Zielone światło dla skoczni w Frensztacie pod Radhoszczem | 17.12.2019
To dobra wiadomość dla wszystkich fanów sportów zimowych. Zapowiadana renowacja skoczni im. Jiřego Raški w Frensztacie pod Radhoszczem wreszcie dostała zielone światło. Memorandum w tej sprawie podpisało pięć podmiotów. Bardzo aktywnie w cały projekt włączyły się m.in. władze województwa morawsko-śląskiego. Ten tekst przeczytasz za 60 s
W projekt włączyli się aktywnie m.in.
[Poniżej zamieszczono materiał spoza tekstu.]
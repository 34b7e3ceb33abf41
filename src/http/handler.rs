use std::panic::{AssertUnwindSafe, catch_unwind};

use crate::error::HttpError;
use crate::http::request::{Method, Request};
use crate::http::response::{Response, StatusCode};

pub type HandlerResult = Result<(), HttpError>;

/// Per-verb entry points invoked by the dispatcher.
///
/// Handlers are stateless values shared across requests and worker threads.
/// Every verb defaults to 501 Not Implemented; implement the ones a route
/// supports.
pub trait Handler: Send + Sync {
    fn get(&self, _request: &Request, response: &mut Response) -> HandlerResult {
        not_implemented(response)
    }

    fn post(&self, _request: &Request, response: &mut Response) -> HandlerResult {
        not_implemented(response)
    }

    fn put(&self, _request: &Request, response: &mut Response) -> HandlerResult {
        not_implemented(response)
    }

    fn delete(&self, _request: &Request, response: &mut Response) -> HandlerResult {
        not_implemented(response)
    }

    fn head(&self, _request: &Request, response: &mut Response) -> HandlerResult {
        not_implemented(response)
    }

    fn options(&self, _request: &Request, response: &mut Response) -> HandlerResult {
        not_implemented(response)
    }

    fn patch(&self, _request: &Request, response: &mut Response) -> HandlerResult {
        not_implemented(response)
    }
}

fn not_implemented(response: &mut Response) -> HandlerResult {
    response.set_status(StatusCode::NotImplemented).write(" ");
    Ok(())
}

/// Routes a request to the matching verb entry point and converts every
/// failure mode into a response, so nothing escapes to the worker thread.
///
/// `TRACE` and `CONNECT` are answered with 405 without touching the handler.
pub fn dispatch(handler: &dyn Handler, request: &Request, response: &mut Response) {
    let outcome = catch_unwind(AssertUnwindSafe(|| match request.method {
        Method::GET => handler.get(request, response),
        Method::POST => handler.post(request, response),
        Method::PUT => handler.put(request, response),
        Method::DELETE => handler.delete(request, response),
        Method::HEAD => handler.head(request, response),
        Method::OPTIONS => handler.options(request, response),
        Method::PATCH => handler.patch(request, response),
        Method::TRACE | Method::CONNECT => {
            tracing::warn!(method = request.method.as_str(), "refusing unsupported http method");
            response.reset();
            response
                .set_keep_alive(false)
                .set_status(StatusCode::MethodNotAllowed);
            Ok(())
        }
    }));

    match outcome {
        Ok(Ok(())) => {}
        Ok(Err(err)) => {
            tracing::error!(
                status = err.status.as_u16(),
                path = %request.path,
                error = %err,
                "handler reported an error"
            );
            let keep_alive = !err.closes_connection() && request.keep_alive();
            response.reset();
            response
                .set_keep_alive(keep_alive)
                .set_status(err.status)
                .write(err.message.as_bytes());
        }
        Err(panic) => {
            let detail = panic_message(panic);
            tracing::error!(path = %request.path, panic = %detail, "handler panicked");
            response.reset();
            response
                .set_keep_alive(request.keep_alive())
                .set_status(StatusCode::InternalServerError)
                .write(detail.as_bytes());
        }
    }
}

pub(crate) fn panic_message(panic: Box<dyn std::any::Any + Send>) -> String {
    if let Some(s) = panic.downcast_ref::<&str>() {
        (*s).to_string()
    } else if let Some(s) = panic.downcast_ref::<String>() {
        s.clone()
    } else {
        "handler panicked".to_string()
    }
}

/// Answers for paths no route matched. Routing failures close the
/// connection regardless of the request's keep-alive preference.
pub struct NotFoundHandler;

impl NotFoundHandler {
    fn not_found(&self, request: &Request, response: &mut Response) -> HandlerResult {
        response
            .set_keep_alive(false)
            .set_status(StatusCode::NotFound)
            .set_content_type("text/plain")
            .write(format!("Requested URL {} was not found\n", request.path));
        Ok(())
    }
}

impl Handler for NotFoundHandler {
    fn get(&self, request: &Request, response: &mut Response) -> HandlerResult {
        self.not_found(request, response)
    }

    fn post(&self, request: &Request, response: &mut Response) -> HandlerResult {
        self.not_found(request, response)
    }

    fn put(&self, request: &Request, response: &mut Response) -> HandlerResult {
        self.not_found(request, response)
    }

    fn delete(&self, request: &Request, response: &mut Response) -> HandlerResult {
        self.not_found(request, response)
    }

    fn head(&self, request: &Request, response: &mut Response) -> HandlerResult {
        self.not_found(request, response)
    }

    fn options(&self, request: &Request, response: &mut Response) -> HandlerResult {
        self.not_found(request, response)
    }

    fn patch(&self, request: &Request, response: &mut Response) -> HandlerResult {
        self.not_found(request, response)
    }
}

/// Grants permission to send a request body: answers the early
/// `Expect: 100-continue` yield for the verbs that carry one.
pub struct ContinueHandler;

impl Handler for ContinueHandler {
    fn post(&self, _request: &Request, response: &mut Response) -> HandlerResult {
        response.set_status(StatusCode::Continue);
        Ok(())
    }

    fn put(&self, _request: &Request, response: &mut Response) -> HandlerResult {
        response.set_status(StatusCode::Continue);
        Ok(())
    }
}
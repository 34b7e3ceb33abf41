use thiserror::Error;

use crate::http::response::StatusCode;

/// Errors raised while assembling a request from the wire.
///
/// All of these surface to the client as a 400 Bad Request; the connection
/// is closed afterwards because the framing can no longer be trusted.
#[derive(Debug, Clone, PartialEq, Eq, Error)]
pub enum ParseError {
    #[error("malformed request line")]
    InvalidRequestLine,
    #[error("unknown http method: {0}")]
    UnknownMethod(String),
    #[error("malformed header line: {0}")]
    InvalidHeader(String),
    #[error("invalid content-length value")]
    InvalidContentLength,
    #[error("malformed chunked encoding")]
    InvalidChunk,
    #[error("request head is not valid utf-8")]
    InvalidEncoding,
    #[error("request head exceeds {0} bytes")]
    HeadTooLarge(usize),
}

/// An error a handler chooses to surface as a specific HTTP status.
///
/// Anything else escaping a handler (a panic) is reported as a plain 500.
#[derive(Debug, Clone, Error)]
#[error("{status:?}: {message}")]
pub struct HttpError {
    pub status: StatusCode,
    pub message: String,
}

impl HttpError {
    pub fn new(status: StatusCode, message: impl Into<String>) -> Self {
        Self {
            status,
            message: message.into(),
        }
    }

    /// Authentication and routing failures always close the connection;
    /// other declared statuses follow the request's keep-alive negotiation.
    pub fn closes_connection(&self) -> bool {
        matches!(
            self.status,
            StatusCode::Unauthorized
                | StatusCode::Forbidden
                | StatusCode::NotFound
                | StatusCode::MethodNotAllowed
        )
    }
}

/// Failure to hand a request to the worker pool.
#[derive(Debug, Clone, Copy, PartialEq, Eq, Error)]
pub enum PoolError {
    #[error("worker queue is full")]
    Saturated,
    #[error("worker pool is shut down")]
    Closed,
}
Stanisław Folwarczny, wicehetman województwa (drugi z prawej) i Jakub Janda, były znakomity skoczek narciarski, obecnie poseł z ramienia ODS (na zdjęciu pierwszy z prawej). Fot. ARC

Remont słynnych ongiś skoczni w Frensztacie odbędzie się w dwóch etapach. Inwestycja, która pochłonie setki milionów koron, dotyczy nie tylko przebudowy dotychczasowych skoczni narciarskich, w planach jest też bowiem budowa piątego obiektu. – Skoki narciarskie to dynamiczna, bardzo popularna konkurencja sportowa, a obiekt im. Jiřego Raški zasługuje na nową szansę – stwierdził Stanisław Folwarczny, wicehetman województwa morawsko-śląskiego ds. szkolnictwa i sportu.
Na chwilę obecną główne słowo należy do architektów, którzy przygotują plan odbudowy całego obiektu. Fani skoków narciarskich zadają sobie tylko jedno pytanie: kiedy wszystko zostanie pozapinane na ostatni guzik? Optymistyczne prognozy przewidują, że pierwsze międzynarodowe zawody rangi Pucharu Świata mogłyby się odbyć w Frensztacie pod Radhoszczem nie wcześniej, jak w 2030 roku.